## Assignment
Your task is to copy the stretch of lines in the records below that begins with the line containing "together with the" and ends with the line containing "pub mod normalize;", exactly as written, with nothing added.

[Opening Data records section]

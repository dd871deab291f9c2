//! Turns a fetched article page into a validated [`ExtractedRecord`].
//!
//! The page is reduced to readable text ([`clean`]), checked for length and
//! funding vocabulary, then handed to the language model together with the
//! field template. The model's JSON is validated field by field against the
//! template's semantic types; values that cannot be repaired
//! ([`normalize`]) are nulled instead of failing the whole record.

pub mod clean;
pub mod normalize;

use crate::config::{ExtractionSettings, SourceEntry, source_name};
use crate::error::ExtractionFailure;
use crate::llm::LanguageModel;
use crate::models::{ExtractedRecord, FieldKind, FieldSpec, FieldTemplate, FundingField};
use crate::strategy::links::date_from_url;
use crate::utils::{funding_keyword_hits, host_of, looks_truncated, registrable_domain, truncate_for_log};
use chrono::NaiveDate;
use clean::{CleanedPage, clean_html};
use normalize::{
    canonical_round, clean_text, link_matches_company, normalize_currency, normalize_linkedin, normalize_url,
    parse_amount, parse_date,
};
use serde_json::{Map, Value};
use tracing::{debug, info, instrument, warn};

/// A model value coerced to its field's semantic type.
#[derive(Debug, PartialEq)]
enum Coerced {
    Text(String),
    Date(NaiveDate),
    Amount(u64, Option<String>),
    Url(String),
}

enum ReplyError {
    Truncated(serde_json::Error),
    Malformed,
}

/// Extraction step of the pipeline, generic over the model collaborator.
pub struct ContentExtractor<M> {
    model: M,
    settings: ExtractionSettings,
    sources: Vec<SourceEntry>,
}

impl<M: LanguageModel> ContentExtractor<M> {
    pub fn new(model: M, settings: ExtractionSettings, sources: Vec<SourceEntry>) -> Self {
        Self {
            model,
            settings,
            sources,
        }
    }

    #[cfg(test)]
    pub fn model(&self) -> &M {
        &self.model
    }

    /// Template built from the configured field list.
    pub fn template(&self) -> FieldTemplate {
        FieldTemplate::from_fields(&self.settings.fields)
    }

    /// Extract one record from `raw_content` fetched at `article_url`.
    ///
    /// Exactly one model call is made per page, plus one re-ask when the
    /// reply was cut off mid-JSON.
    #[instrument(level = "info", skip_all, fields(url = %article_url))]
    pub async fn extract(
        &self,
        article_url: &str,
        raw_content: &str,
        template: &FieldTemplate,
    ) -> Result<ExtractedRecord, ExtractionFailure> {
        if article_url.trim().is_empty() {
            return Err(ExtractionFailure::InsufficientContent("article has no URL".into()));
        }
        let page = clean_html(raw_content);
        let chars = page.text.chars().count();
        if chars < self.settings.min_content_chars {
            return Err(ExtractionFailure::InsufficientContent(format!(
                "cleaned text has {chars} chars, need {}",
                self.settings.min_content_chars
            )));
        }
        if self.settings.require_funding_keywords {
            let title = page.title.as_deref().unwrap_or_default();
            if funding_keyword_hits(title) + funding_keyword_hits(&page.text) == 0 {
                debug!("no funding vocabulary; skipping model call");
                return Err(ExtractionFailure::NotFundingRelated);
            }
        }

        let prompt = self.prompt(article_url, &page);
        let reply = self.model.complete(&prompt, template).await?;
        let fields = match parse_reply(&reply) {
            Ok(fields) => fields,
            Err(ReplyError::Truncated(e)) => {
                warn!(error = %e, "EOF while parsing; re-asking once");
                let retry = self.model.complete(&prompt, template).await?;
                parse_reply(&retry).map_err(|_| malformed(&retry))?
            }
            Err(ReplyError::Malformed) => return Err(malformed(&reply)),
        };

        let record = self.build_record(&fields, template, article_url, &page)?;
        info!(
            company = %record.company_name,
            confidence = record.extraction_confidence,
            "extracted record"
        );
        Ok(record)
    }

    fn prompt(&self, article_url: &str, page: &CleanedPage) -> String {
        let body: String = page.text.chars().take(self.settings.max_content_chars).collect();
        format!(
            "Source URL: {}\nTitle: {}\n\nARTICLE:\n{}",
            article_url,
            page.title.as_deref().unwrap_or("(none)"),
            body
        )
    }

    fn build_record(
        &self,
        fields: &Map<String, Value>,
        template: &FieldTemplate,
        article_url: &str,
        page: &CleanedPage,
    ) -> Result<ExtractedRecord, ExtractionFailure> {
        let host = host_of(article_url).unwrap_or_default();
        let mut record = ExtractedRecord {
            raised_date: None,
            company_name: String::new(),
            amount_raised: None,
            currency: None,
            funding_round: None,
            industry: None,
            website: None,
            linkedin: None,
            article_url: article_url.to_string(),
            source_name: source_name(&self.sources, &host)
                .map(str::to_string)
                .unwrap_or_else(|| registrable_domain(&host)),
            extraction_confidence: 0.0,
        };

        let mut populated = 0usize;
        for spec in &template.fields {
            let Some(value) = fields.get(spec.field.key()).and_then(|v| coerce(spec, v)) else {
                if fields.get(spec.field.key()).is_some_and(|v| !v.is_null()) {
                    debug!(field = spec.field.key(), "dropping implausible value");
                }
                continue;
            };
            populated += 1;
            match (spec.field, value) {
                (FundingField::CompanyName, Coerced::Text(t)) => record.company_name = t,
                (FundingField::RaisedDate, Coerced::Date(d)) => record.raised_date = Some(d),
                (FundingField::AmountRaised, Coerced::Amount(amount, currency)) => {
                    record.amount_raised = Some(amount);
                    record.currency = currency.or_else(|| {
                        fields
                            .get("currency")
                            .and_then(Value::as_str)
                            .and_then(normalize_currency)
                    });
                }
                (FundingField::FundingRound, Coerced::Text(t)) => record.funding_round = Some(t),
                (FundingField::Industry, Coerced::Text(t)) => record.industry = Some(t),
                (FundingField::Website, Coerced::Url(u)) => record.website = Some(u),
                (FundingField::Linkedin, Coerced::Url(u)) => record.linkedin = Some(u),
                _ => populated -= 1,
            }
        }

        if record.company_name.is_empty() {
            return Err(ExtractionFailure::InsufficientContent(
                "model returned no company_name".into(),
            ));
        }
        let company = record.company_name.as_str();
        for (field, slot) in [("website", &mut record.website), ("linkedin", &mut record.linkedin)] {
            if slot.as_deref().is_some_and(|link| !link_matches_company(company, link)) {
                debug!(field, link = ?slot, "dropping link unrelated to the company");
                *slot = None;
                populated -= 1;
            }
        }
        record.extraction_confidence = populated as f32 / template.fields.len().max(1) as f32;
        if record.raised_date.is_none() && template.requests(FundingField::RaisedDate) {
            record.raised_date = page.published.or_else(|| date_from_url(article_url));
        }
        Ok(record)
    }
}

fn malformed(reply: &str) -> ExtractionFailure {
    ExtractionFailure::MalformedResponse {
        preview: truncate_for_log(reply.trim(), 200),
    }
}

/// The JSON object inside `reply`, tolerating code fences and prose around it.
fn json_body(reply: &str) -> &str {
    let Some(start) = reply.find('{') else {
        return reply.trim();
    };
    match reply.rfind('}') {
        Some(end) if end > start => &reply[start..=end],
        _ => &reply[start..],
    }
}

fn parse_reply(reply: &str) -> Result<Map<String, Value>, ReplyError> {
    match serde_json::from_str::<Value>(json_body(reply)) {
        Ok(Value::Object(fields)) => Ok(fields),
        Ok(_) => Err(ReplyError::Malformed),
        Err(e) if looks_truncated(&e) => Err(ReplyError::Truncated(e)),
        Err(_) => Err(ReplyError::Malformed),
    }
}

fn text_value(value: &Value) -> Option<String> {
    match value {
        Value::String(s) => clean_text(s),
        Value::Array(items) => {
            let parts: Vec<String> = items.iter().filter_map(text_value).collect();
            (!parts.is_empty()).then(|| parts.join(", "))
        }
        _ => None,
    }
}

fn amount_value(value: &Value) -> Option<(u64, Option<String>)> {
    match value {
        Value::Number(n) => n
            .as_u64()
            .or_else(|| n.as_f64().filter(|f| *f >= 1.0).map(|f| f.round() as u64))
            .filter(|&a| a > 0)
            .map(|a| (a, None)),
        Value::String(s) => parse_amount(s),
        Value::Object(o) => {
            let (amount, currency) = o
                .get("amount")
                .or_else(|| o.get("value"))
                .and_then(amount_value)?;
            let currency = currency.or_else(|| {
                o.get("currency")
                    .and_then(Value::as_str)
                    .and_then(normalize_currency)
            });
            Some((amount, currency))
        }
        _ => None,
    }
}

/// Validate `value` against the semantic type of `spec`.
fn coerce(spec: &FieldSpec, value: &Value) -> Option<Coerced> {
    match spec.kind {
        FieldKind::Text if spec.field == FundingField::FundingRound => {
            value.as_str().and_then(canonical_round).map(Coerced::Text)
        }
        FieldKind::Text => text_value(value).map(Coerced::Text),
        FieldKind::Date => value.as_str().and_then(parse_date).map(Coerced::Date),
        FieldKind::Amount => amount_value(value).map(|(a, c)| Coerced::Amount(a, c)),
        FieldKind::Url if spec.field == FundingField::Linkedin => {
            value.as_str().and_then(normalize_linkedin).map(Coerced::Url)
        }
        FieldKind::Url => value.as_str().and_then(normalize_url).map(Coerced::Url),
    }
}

[Closing Data records section]

## Response to this exercise
//! funding vocabulary, then handed to the language model together with the
//! field template. The model's JSON is validated field by field against the
//! template's semantic types; values that cannot be repaired
//! ([`normalize`]) are nulled instead of failing the whole record.

pub mod clean;
pub mod normalize;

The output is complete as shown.